* **Exercise requirements**:
Look over the material for the string "ContactPoint". Copy every line where it turns up.

* **Data excerpts**:
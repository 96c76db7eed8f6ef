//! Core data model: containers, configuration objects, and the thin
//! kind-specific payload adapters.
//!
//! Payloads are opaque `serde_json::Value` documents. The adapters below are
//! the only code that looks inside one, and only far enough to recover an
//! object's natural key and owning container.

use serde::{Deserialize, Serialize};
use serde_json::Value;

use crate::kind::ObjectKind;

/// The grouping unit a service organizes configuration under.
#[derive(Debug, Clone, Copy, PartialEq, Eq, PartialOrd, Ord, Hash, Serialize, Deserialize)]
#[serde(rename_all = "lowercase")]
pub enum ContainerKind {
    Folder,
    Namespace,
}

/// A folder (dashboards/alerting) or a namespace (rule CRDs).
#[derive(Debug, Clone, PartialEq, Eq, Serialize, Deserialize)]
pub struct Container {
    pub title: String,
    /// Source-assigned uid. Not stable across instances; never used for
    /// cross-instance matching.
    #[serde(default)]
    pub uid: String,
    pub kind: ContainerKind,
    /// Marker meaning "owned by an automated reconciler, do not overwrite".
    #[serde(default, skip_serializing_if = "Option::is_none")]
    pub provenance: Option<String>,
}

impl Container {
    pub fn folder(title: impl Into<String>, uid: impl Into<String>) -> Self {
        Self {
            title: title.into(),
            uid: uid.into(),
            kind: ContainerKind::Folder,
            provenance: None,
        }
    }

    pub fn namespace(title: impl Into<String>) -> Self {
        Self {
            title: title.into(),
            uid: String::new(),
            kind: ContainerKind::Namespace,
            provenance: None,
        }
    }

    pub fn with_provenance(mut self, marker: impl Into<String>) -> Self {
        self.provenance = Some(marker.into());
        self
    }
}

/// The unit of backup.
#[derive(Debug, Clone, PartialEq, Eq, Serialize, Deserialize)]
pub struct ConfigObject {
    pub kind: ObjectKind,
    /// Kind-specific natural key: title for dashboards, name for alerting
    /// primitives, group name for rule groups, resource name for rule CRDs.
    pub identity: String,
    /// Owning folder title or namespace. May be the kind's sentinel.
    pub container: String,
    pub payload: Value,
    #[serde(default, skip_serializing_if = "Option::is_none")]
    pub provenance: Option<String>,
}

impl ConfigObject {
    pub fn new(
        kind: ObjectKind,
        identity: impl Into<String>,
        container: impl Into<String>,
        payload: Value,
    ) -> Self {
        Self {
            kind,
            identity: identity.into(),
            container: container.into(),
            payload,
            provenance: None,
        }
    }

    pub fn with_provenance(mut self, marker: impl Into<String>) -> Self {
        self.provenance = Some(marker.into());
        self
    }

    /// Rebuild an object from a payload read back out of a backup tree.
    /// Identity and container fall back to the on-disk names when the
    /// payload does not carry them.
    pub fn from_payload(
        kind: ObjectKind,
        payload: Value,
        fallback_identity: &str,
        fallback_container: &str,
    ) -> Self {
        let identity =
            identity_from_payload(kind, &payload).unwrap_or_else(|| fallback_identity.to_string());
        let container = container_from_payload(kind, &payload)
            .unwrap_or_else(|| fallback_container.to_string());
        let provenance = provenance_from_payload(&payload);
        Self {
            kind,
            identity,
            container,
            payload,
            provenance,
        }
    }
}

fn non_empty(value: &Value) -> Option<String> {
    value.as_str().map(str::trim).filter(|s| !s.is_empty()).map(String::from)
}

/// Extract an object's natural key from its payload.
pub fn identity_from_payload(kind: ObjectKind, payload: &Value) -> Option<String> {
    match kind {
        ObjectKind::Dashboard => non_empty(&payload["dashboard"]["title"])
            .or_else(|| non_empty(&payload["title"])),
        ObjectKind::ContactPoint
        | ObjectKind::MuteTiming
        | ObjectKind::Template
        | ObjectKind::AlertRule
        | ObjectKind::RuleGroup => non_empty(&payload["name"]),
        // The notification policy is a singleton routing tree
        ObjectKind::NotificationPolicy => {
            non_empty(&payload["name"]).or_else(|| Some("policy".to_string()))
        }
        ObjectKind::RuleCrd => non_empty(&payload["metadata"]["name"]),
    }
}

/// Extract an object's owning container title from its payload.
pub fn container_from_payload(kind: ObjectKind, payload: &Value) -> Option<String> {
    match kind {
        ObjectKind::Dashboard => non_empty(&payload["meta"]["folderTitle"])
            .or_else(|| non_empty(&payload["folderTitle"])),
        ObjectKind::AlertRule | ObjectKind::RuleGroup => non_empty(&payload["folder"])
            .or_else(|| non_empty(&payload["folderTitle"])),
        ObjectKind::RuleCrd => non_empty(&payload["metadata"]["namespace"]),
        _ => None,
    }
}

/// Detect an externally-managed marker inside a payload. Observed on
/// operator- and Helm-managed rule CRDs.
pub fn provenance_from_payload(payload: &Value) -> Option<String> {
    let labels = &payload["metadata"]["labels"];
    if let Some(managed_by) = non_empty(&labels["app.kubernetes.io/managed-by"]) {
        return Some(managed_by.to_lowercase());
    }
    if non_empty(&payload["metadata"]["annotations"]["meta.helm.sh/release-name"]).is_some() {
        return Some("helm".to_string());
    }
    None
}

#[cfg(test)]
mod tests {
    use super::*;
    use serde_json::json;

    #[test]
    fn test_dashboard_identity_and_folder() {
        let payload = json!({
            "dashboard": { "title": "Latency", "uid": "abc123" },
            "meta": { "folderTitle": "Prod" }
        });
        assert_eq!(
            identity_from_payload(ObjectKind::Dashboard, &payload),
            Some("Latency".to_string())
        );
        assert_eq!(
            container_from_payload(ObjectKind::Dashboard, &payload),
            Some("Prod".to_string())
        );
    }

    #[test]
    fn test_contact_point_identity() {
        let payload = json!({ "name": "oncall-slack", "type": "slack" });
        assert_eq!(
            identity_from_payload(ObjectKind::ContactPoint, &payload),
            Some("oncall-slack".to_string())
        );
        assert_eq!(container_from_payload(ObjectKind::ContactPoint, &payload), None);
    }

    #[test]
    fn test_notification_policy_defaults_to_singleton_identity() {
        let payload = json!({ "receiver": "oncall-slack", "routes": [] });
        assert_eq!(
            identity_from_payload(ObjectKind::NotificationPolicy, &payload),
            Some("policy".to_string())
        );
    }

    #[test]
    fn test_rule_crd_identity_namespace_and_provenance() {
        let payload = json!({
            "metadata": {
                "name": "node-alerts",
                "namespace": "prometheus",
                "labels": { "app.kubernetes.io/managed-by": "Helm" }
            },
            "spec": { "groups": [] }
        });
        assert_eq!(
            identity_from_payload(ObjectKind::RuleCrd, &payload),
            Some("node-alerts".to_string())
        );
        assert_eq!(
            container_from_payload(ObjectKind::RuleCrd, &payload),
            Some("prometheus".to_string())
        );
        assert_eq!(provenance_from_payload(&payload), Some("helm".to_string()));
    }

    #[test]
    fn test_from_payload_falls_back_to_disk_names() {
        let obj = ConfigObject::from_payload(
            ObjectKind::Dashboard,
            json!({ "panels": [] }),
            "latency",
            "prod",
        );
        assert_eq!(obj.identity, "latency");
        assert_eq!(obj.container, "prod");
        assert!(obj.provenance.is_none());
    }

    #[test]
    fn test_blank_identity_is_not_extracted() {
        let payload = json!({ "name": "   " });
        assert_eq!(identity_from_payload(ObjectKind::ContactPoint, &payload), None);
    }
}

* **Written response**:
        ObjectKind::ContactPoint
            identity_from_payload(ObjectKind::ContactPoint, &payload),
        assert_eq!(container_from_payload(ObjectKind::ContactPoint, &payload), None);
        assert_eq!(identity_from_payload(ObjectKind::ContactPoint, &payload), None);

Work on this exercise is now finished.